Please leave some comment love for Angela. Answer her challenging questions with your thoughts. 

I pray you experience great blessings through God's active and alive Word! 

Sweet Contentment

Tuesday, April 21, 2015  ::   12 important comments

I'm a little late to the Bob Goff party. But, from what I know about Bob after hearing him speak, meeting him a couple of times at the IF: Gathering, and reading his book, I don't think he would like me saying, "The Bob Goff party," and then I think he would tell me I'm right on time.

Many of my friends have read Love Does, and they've told me how much they enjoyed it. But, I'm not sure I would have been able to say, "I enjoyed it" if Bob hadn't wrapped it up beautifully in the end. It was an easy read concerning his style of writing. His stories made me want to turn each page. The way he strings words together creates beautifully organized whimsey. But, I have to say the actual content was getting to me, stirring me up a bit, making me ask the question I often ask myself: What in the heck am I doing with my life?!?

Jumping on planes to teach his kids about leadership and friendship, inviting John Ashcroft to be part of changing lives, starting schools in another country, freeing children from wrongful imprisonment, and so many other cool things. Bob Goff has been a busy man! Now don't get me wrong, it is apparent he is a humble leader and an excellent story teller. He would never have written these anecdotes to guilt anyone into doing anything. He simply wrote out some beautiful life experiences to challenge us all to love people like Jesus loves people.

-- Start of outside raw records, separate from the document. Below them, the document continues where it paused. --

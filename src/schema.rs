//! Fixed field layout of the four collections.
//!
//! Every field has a logical name (the field element's tag), the native column
//! it came from, its value kind, and an optional display pattern.
//!
//! | Collection | Fields |
//! |------------|--------|
//! | Terms      | id, title, text, created, modified |
//! | Texts      | id, title, text, author, coauthor, year, publisher, place, journal, volume, pages, isbn, created, modified |
//! | Persons    | id, title, text, firstname, lastname, born, died, created, modified |
//! | Relations  | id, item1type, item1id, item2type, item2id |

use crate::model::{Collection, ValueKind};

/// Pattern that suppresses a numeric field whose value is zero.
pub const SUPPRESS_ZERO: &str = " ";

pub const ID: &str = "id";
pub const ITEM1_TYPE: &str = "item1type";
pub const ITEM1_ID: &str = "item1id";
pub const ITEM2_TYPE: &str = "item2type";
pub const ITEM2_ID: &str = "item2id";

/// Relation endpoint-kind fields. Older snapshots tagged them `Number`;
/// they always decode as `Integer`.
pub const ENDPOINT_KIND_FIELDS: [&str; 2] = [ITEM1_TYPE, ITEM2_TYPE];

/// Static description of one field.
#[derive(Debug, Clone, Copy, PartialEq, Eq)]
pub struct FieldSpec {
    pub name: &'static str,
    pub column: &'static str,
    pub kind: ValueKind,
    pub pattern: Option<&'static str>,
}

const fn spec(name: &'static str, column: &'static str, kind: ValueKind) -> FieldSpec {
    FieldSpec { name, column, kind, pattern: None }
}

const fn optional(name: &'static str, column: &'static str, kind: ValueKind) -> FieldSpec {
    FieldSpec { name, column, kind, pattern: Some(SUPPRESS_ZERO) }
}

const TERM_FIELDS: &[FieldSpec] = &[
    spec(ID, "ID", ValueKind::Number),
    spec("title", "TITLE", ValueKind::Text),
    spec("text", "TEXT", ValueKind::Text),
    spec("created", "CREATED", ValueKind::Timestamp),
    spec("modified", "MODIFIED", ValueKind::Timestamp),
];

const TEXT_FIELDS: &[FieldSpec] = &[
    spec(ID, "ID", ValueKind::Number),
    spec("title", "TITLE", ValueKind::Text),
    spec("text", "TEXT", ValueKind::Text),
    spec("author", "AUTHOR", ValueKind::Text),
    spec("coauthor", "COAUTHOR", ValueKind::Text),
    optional("year", "PUBYEAR", ValueKind::Integer),
    spec("publisher", "PUBLISHER", ValueKind::Text),
    spec("place", "PUBPLACE", ValueKind::Text),
    spec("journal", "JOURNAL", ValueKind::Text),
    optional("volume", "VOLUME", ValueKind::Integer),
    spec("pages", "PAGES", ValueKind::Text),
    spec("isbn", "ISBN", ValueKind::Text),
    spec("created", "CREATED", ValueKind::Timestamp),
    spec("modified", "MODIFIED", ValueKind::Timestamp),
];

const PERSON_FIELDS: &[FieldSpec] = &[
    spec(ID, "ID", ValueKind::Number),
    spec("title", "TITLE", ValueKind::Text),
    spec("text", "TEXT", ValueKind::Text),
    spec("firstname", "FIRSTNAME", ValueKind::Text),
    spec("lastname", "LASTNAME", ValueKind::Text),
    optional("born", "BORN", ValueKind::Integer),
    optional("died", "DIED", ValueKind::Integer),
    spec("created", "CREATED", ValueKind::Timestamp),
    spec("modified", "MODIFIED", ValueKind::Timestamp),
];

const RELATION_FIELDS: &[FieldSpec] = &[
    spec(ID, "ID", ValueKind::Number),
    spec(ITEM1_TYPE, "ITEM1TYPE", ValueKind::Integer),
    spec(ITEM1_ID, "ITEM1ID", ValueKind::Number),
    spec(ITEM2_TYPE, "ITEM2TYPE", ValueKind::Integer),
    spec(ITEM2_ID, "ITEM2ID", ValueKind::Number),
];

/// All fields of a collection, in document order.
pub fn fields(collection: Collection) -> &'static [FieldSpec] {
    match collection {
        Collection::Terms => TERM_FIELDS,
        Collection::Texts => TEXT_FIELDS,
        Collection::Persons => PERSON_FIELDS,
        Collection::Relations => RELATION_FIELDS,
    }
}

pub fn field(collection: Collection, name: &str) -> Option<&'static FieldSpec> {
    fields(collection).iter().find(|f| f.name == name)
}

pub fn is_endpoint_kind_field(name: &str) -> bool {
    ENDPOINT_KIND_FIELDS.contains(&name)
}

#[cfg(test)]
mod tests {
    use super::*;

    #[test]
    fn test_every_collection_starts_with_id() {
        for c in Collection::ALL {
            assert_eq!(fields(c)[0].name, ID);
        }
    }

    #[test]
    fn test_only_endpoint_kinds_are_reserved() {
        assert!(is_endpoint_kind_field("item1type"));
        assert!(is_endpoint_kind_field("item2type"));
        assert!(!is_endpoint_kind_field("item1id"));
        assert!(!is_endpoint_kind_field("type"));
    }

    #[test]
    fn test_lookup_pattern() {
        assert_eq!(field(Collection::Persons, "born").and_then(|f| f.pattern), Some(SUPPRESS_ZERO));
        assert_eq!(field(Collection::Terms, "title").and_then(|f| f.pattern), None);
        assert!(field(Collection::Terms, "born").is_none());
    }
}
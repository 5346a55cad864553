//! Total ordering and cursor pagination of ranked results.

use std::cmp::Ordering;

use uuid::Uuid;

use tidemark_core::{SearchPage, SearchResult};

/// Compare by score descending, then id descending (newest first).
pub fn compare_results(a: &SearchResult, b: &SearchResult) -> Ordering {
    b.score.total_cmp(&a.score).then_with(|| b.id.cmp(&a.id))
}

/// Sort results into their stable ranking order.
pub fn sort_search_results(results: &mut [SearchResult]) {
    results.sort_by(compare_results);
}

/// Slice a page out of a fully ranked list.
///
/// The page starts right after `cursor`. A cursor missing from the list
/// restarts from the top rather than failing.
pub fn paginate(ranked: Vec<SearchResult>, cursor: Option<Uuid>, limit: usize) -> SearchPage {
    let total = ranked.len();
    let start = cursor
        .and_then(|id| ranked.iter().position(|r| r.id == id))
        .map_or(0, |position| position + 1);

    let remaining = total.saturating_sub(start);
    let has_more = remaining > limit;

    let bookmarks: Vec<SearchResult> = ranked.into_iter().skip(start).take(limit).collect();
    let next_cursor = if has_more {
        bookmarks.last().map(|r| r.id)
    } else {
        None
    };

    SearchPage {
        bookmarks,
        next_cursor,
        has_more,
        total_count: Some(total),
    }
}
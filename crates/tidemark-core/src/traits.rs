//! Traits at the storage, inference, and event seams.

use std::collections::HashMap;

use async_trait::async_trait;
use uuid::Uuid;

use crate::criteria::{BrowseCriteria, DomainCriteria, TagCriteria, VectorCriteria};
use crate::error::Result;
use crate::search::SearchResult;

// =============================================================================
// STORAGE TRAITS
// =============================================================================

/// A vector-search candidate with its blended distance.
#[derive(Debug, Clone, PartialEq)]
pub struct VectorHit {
    pub result: SearchResult,
    pub distance: f64,
}

/// Read access to bookmarks for the retrieval strategies.
///
/// Implementations return unscored candidates; scoring belongs to the
/// search pipeline. Candidate metadata must already be cleaned.
#[async_trait]
pub trait BookmarkStore: Send + Sync {
    /// Bookmarks owning at least one requested tag. `matched_tags` holds the
    /// intersecting tag names.
    async fn tag_candidates(&self, criteria: &TagCriteria) -> Result<Vec<SearchResult>>;

    /// Bookmarks whose URL contains the canonical domain (case-insensitive).
    async fn domain_candidates(&self, criteria: &DomainCriteria) -> Result<Vec<SearchResult>>;

    /// Bookmarks passing the criteria's vector threshold, nearest first.
    async fn vector_candidates(&self, criteria: &VectorCriteria) -> Result<Vec<VectorHit>>;

    /// Newest-first page for default browsing.
    async fn browse(&self, criteria: &BrowseCriteria) -> Result<Vec<SearchResult>>;
}

/// Historical "open" events per bookmark.
#[async_trait]
pub trait OpenCountSource: Send + Sync {
    /// Open counts for the given bookmarks; ids never opened may be absent.
    async fn open_counts(&self, user_id: &str, ids: &[Uuid]) -> Result<HashMap<Uuid, i64>>;

    /// Record one open event.
    async fn record_open(&self, user_id: &str, bookmark_id: Uuid) -> Result<()>;
}

// =============================================================================
// INFERENCE TRAITS
// =============================================================================

/// Backend for generating text embeddings.
#[async_trait]
pub trait EmbeddingBackend: Send + Sync {
    /// Generate embeddings for the given texts.
    ///
    /// Returns a vector of embedding vectors, one per input text.
    async fn embed_texts(&self, texts: &[String]) -> Result<Vec<crate::Vector>>;

    /// Get the expected dimension of embedding vectors.
    fn dimension(&self) -> usize;

    /// Get the model name being used.
    fn model_name(&self) -> &str;
}
//! Retrieval criteria passed from the search pipeline to storage.
//!
//! Each retrieval strategy is a separate criteria variant that storage
//! compiles on its own. Strategies never share query fragments; the only
//! shared piece is [`CommonFilter`].

use uuid::Uuid;

use crate::defaults::{RELAXED_MATCHING_DISTANCE, STRATEGY_CANDIDATE_LIMIT};
use crate::models::{Bookmark, BookmarkStatus, ContentType, Vector};
use crate::search::{SearchRequest, SpecialFilter, VectorTier};

/// Filters every strategy applies.
#[derive(Debug, Clone, PartialEq)]
pub struct CommonFilter {
    pub user_id: String,
    /// Inclusion list; empty means any type.
    pub types: Vec<ContentType>,
    /// OR-combined; empty means no restriction.
    pub special_filters: Vec<SpecialFilter>,
    /// Restrict to READY bookmarks (searches) or allow any status (browsing).
    pub require_ready: bool,
}

impl CommonFilter {
    pub fn new(user_id: impl Into<String>) -> Self {
        Self {
            user_id: user_id.into(),
            types: Vec::new(),
            special_filters: Vec::new(),
            require_ready: false,
        }
    }

    /// Build the filter from a request. `require_ready` is set by the caller
    /// once it knows whether the request is a search.
    pub fn from_request(request: &SearchRequest, require_ready: bool) -> Self {
        Self {
            user_id: request.user_id.clone(),
            types: request.type_filter(),
            special_filters: request.special_filter_set(),
            require_ready,
        }
    }

    pub fn with_types(mut self, types: Vec<ContentType>) -> Self {
        self.types = types;
        self
    }

    pub fn with_special_filters(mut self, filters: Vec<SpecialFilter>) -> Self {
        self.special_filters = filters;
        self
    }

    pub fn require_ready(mut self, require: bool) -> Self {
        self.require_ready = require;
        self
    }

    /// Ownership and status check, without type or special filters.
    pub fn admits_owner_and_status(&self, bookmark: &Bookmark) -> bool {
        bookmark.user_id == self.user_id
            && (!self.require_ready || bookmark.status == BookmarkStatus::Ready)
    }

    /// Type and special-filter check.
    pub fn admits_content(&self, bookmark: &Bookmark) -> bool {
        let type_ok = self.types.is_empty()
            || bookmark
                .content_type
                .is_some_and(|t| self.types.contains(&t));

        let special_ok = self.special_filters.is_empty()
            || self
                .special_filters
                .iter()
                .any(|f| f.matches(bookmark.content_type, bookmark.read, bookmark.starred));

        type_ok && special_ok
    }

    /// Full filter check.
    pub fn admits(&self, bookmark: &Bookmark) -> bool {
        self.admits_owner_and_status(bookmark) && self.admits_content(bookmark)
    }
}

/// Bookmarks owning at least one of the given tag names.
#[derive(Debug, Clone, PartialEq)]
pub struct TagCriteria {
    pub filter: CommonFilter,
    /// Lowercased tag names.
    pub tags: Vec<String>,
    pub limit: usize,
}

impl TagCriteria {
    pub fn new(filter: CommonFilter, tags: Vec<String>) -> Self {
        Self {
            filter,
            tags,
            limit: STRATEGY_CANDIDATE_LIMIT,
        }
    }

    pub fn with_limit(mut self, limit: usize) -> Self {
        self.limit = limit;
        self
    }
}

/// Bookmarks whose URL contains a canonical domain.
#[derive(Debug, Clone, PartialEq)]
pub struct DomainCriteria {
    pub filter: CommonFilter,
    /// Canonical (lowercased, scheme- and www-stripped) domain.
    pub domain: String,
    pub limit: usize,
}

impl DomainCriteria {
    pub fn new(filter: CommonFilter, domain: impl Into<String>) -> Self {
        Self {
            filter,
            domain: domain.into(),
            limit: STRATEGY_CANDIDATE_LIMIT,
        }
    }

    pub fn with_limit(mut self, limit: usize) -> Self {
        self.limit = limit;
        self
    }
}

/// Threshold applied by one vector tier.
#[derive(Debug, Clone, Copy, PartialEq)]
pub enum VectorThreshold {
    /// Keep candidates within `matching_distance` of the closest eligible
    /// bookmark, below the missing-embedding sanity bound.
    Adaptive { matching_distance: f64 },
    /// Keep the `k` nearest candidates regardless of distance.
    TopK { k: usize },
}

/// Bookmarks near a query embedding.
#[derive(Debug, Clone, PartialEq)]
pub struct VectorCriteria {
    pub filter: CommonFilter,
    pub embedding: Vector,
    pub threshold: VectorThreshold,
    pub limit: usize,
}

impl VectorCriteria {
    pub fn new(filter: CommonFilter, embedding: Vector, threshold: VectorThreshold) -> Self {
        Self {
            filter,
            embedding,
            threshold,
            limit: STRATEGY_CANDIDATE_LIMIT,
        }
    }

    /// Criteria for a given escalation tier.
    pub fn for_tier(
        filter: CommonFilter,
        embedding: Vector,
        tier: VectorTier,
        matching_distance: f64,
        top_k: usize,
    ) -> Self {
        let threshold = match tier {
            VectorTier::Adaptive => VectorThreshold::Adaptive { matching_distance },
            VectorTier::Relaxed => VectorThreshold::Adaptive {
                matching_distance: RELAXED_MATCHING_DISTANCE,
            },
            VectorTier::TopK => VectorThreshold::TopK { k: top_k },
        };
        Self::new(filter, embedding, threshold)
    }

    pub fn with_limit(mut self, limit: usize) -> Self {
        self.limit = limit;
        self
    }
}

/// Default browsing: newest first, keyset-paginated by id.
#[derive(Debug, Clone, PartialEq)]
pub struct BrowseCriteria {
    pub filter: CommonFilter,
    /// Return only ids strictly below this one.
    pub before: Option<Uuid>,
    pub limit: usize,
}

impl BrowseCriteria {
    pub fn new(filter: CommonFilter, before: Option<Uuid>, limit: usize) -> Self {
        Self {
            filter,
            before,
            limit,
        }
    }
}

/// A storage query, one variant per retrieval path.
#[derive(Debug, Clone, PartialEq)]
pub enum Criteria {
    Tag(TagCriteria),
    Domain(DomainCriteria),
    Vector(VectorCriteria),
    Browse(BrowseCriteria),
}

impl Criteria {
    pub fn filter(&self) -> &CommonFilter {
        match self {
            Criteria::Tag(c) => &c.filter,
            Criteria::Domain(c) => &c.filter,
            Criteria::Vector(c) => &c.filter,
            Criteria::Browse(c) => &c.filter,
        }
    }
}

#[cfg(test)]
mod tests {
    use super::*;
    use crate::models::TagOrigin;

    fn bookmark(user: &str) -> Bookmark {
        Bookmark::new(Uuid::now_v7(), user, "https://example.com")
    }

    #[test]
    fn test_filter_rejects_other_users() {
        let filter = CommonFilter::new("alice");
        assert!(filter.admits(&bookmark("alice")));
        assert!(!filter.admits(&bookmark("bob")));
    }

    #[test]
    fn test_filter_ready_requirement() {
        let pending = bookmark("alice").with_status(BookmarkStatus::Pending);
        assert!(CommonFilter::new("alice").admits(&pending));
        assert!(!CommonFilter::new("alice").require_ready(true).admits(&pending));
    }

    #[test]
    fn test_filter_type_inclusion() {
        let filter = CommonFilter::new("alice").with_types(vec![ContentType::Video]);
        assert!(filter.admits(&bookmark("alice").with_content_type(ContentType::Video)));
        assert!(!filter.admits(&bookmark("alice").with_content_type(ContentType::Article)));
        assert!(!filter.admits(&bookmark("alice")));
    }

    #[test]
    fn test_special_filters_are_or_combined() {
        let filter = CommonFilter::new("alice")
            .with_special_filters(vec![SpecialFilter::Read, SpecialFilter::Star]);

        let read_article = bookmark("alice")
            .with_content_type(ContentType::Article)
            .read(true);
        let starred_image = bookmark("alice")
            .with_content_type(ContentType::Image)
            .starred(true);
        let read_image = bookmark("alice")
            .with_content_type(ContentType::Image)
            .read(true);
        let unread_article = bookmark("alice")
            .with_content_type(ContentType::Article)
            .with_tag("x", TagOrigin::Ai);

        assert!(filter.admits(&read_article));
        assert!(filter.admits(&starred_image));
        assert!(!filter.admits(&read_image));
        assert!(!filter.admits(&unread_article));
    }

    #[test]
    fn test_vector_criteria_for_tier() {
        let filter = CommonFilter::new("alice");
        let embedding = Vector::from(vec![1.0, 0.0]);

        let adaptive =
            VectorCriteria::for_tier(filter.clone(), embedding.clone(), VectorTier::Adaptive, 0.1, 5);
        assert_eq!(
            adaptive.threshold,
            VectorThreshold::Adaptive {
                matching_distance: 0.1
            }
        );

        let relaxed =
            VectorCriteria::for_tier(filter.clone(), embedding.clone(), VectorTier::Relaxed, 0.1, 5);
        assert_eq!(
            relaxed.threshold,
            VectorThreshold::Adaptive {
                matching_distance: 1.0
            }
        );

        let top_k = VectorCriteria::for_tier(filter, embedding, VectorTier::TopK, 0.1, 5);
        assert_eq!(top_k.threshold, VectorThreshold::TopK { k: 5 });
    }
}
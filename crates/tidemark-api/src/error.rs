//! HTTP error mapping.

use axum::extract::rejection::{JsonRejection, PathRejection, QueryRejection};
use axum::http::StatusCode;
use axum::response::IntoResponse;
use axum::Json;
use tracing::error;

/// Error returned by handlers, rendered as `{"error": message}`.
#[derive(Debug)]
pub enum ApiError {
    Internal(tidemark_core::Error),
    NotFound(String),
    BadRequest(String),
    Timeout(String),
    Unavailable(String),
}

impl ApiError {
    pub fn status(&self) -> StatusCode {
        match self {
            ApiError::Internal(_) => StatusCode::INTERNAL_SERVER_ERROR,
            ApiError::NotFound(_) => StatusCode::NOT_FOUND,
            ApiError::BadRequest(_) => StatusCode::BAD_REQUEST,
            ApiError::Timeout(_) => StatusCode::GATEWAY_TIMEOUT,
            ApiError::Unavailable(_) => StatusCode::SERVICE_UNAVAILABLE,
        }
    }
}

impl From<tidemark_core::Error> for ApiError {
    fn from(err: tidemark_core::Error) -> Self {
        match &err {
            tidemark_core::Error::NotFound(msg) => ApiError::NotFound(msg.clone()),
            tidemark_core::Error::InvalidInput(msg) => ApiError::BadRequest(msg.clone()),
            tidemark_core::Error::Timeout(_) => ApiError::Timeout(err.to_string()),
            tidemark_core::Error::Embedding(_) => ApiError::Unavailable(err.to_string()),
            _ => ApiError::Internal(err),
        }
    }
}

impl From<JsonRejection> for ApiError {
    fn from(rejection: JsonRejection) -> Self {
        ApiError::BadRequest(rejection.body_text())
    }
}

impl From<QueryRejection> for ApiError {
    fn from(rejection: QueryRejection) -> Self {
        ApiError::BadRequest(rejection.body_text())
    }
}

impl From<PathRejection> for ApiError {
    fn from(rejection: PathRejection) -> Self {
        ApiError::BadRequest(rejection.body_text())
    }
}

impl IntoResponse for ApiError {
    fn into_response(self) -> axum::response::Response {
        let status = self.status();
        let message = match self {
            ApiError::Internal(err) => {
                error!(subsystem = "api", error = %err, "Request failed");
                err.to_string()
            }
            ApiError::NotFound(msg)
            | ApiError::BadRequest(msg)
            | ApiError::Timeout(msg)
            | ApiError::Unavailable(msg) => msg,
        };

        let body = Json(serde_json::json!({
            "error": message,
        }));

        (status, body).into_response()
    }
}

But, I have a problem. I've written about it so many times on this blog. Reading books by people who are changing the world in huge ways, or watching a TED talk by Gary Haugen, International Justice Mission's president, or reading biographies of people like William Wilberforce creates a fuzziness in my heart, and I start to lose focus on what God has asked me to do. I even had a teary conversation with Chad about it at lunch today. I say things like, "If violence is the cause of poverty, what in the world can I do/am I doing to help break the chains of oppression??" Chad is so patient with me and my passion.

Tonight as I finished the last chapter of Love Does, my heart beat the words in my chest, "What do I do now?"

Bob Goff must have known I would ask that question, and in the second sentence of the epilogue he said he would be asking the same thing if he finished reading a book like this one. And then he told me to figure out the next step, and then do that. Do you know that is the exact same thing I heard at the IF: Gathering in February? My big picture mind and heart can so easily get lost in the forest, meanwhile, I need to remember I've been on a rigorous, beautiful hike in the trees investing in women for quite sometime. I would like to believe I've learned great things about loving people the way Jesus loves people on this hike he's mapped out for me. It's funny really. In reading/watching great work like this, my heart and mind swell with zeal, passion, and fervor for charging the hill. And then God whispers in my ear, "Keep going, don't quit, take the next step." These sweet words destroy the let down from the potential lies I tell myself I'm not doing enough. Instead, I'm given sweet contentment and direction.

"However, I consider my own life worth nothing to me, if only I can finish the 
race and complete the task the Lord Jesus given me, the task of testifying to the gospel 
of God's grace." Acts 20:24 

I've got some big direction at this point. Bob said the next step is as easy as a phone call, an email, or just showing up and then things will start happening. That's what I'm going to do. And good news! One next step is to get this book into your hands. Isn't it fun to read a book that is easy to read, yet is full of rich content? So, I'm giving a copy away. If you already have this book, but would like to win one to give to a friend, feel free to enter. (I actually purchased the second book for my pal, Andrew Ling, who so very much reminds me of Bob Goff. But Andrew has been at the Bob Goff party for awhile, so I'm giving a copy away in honor of Andrew. I think he would want you to read this good stuff.)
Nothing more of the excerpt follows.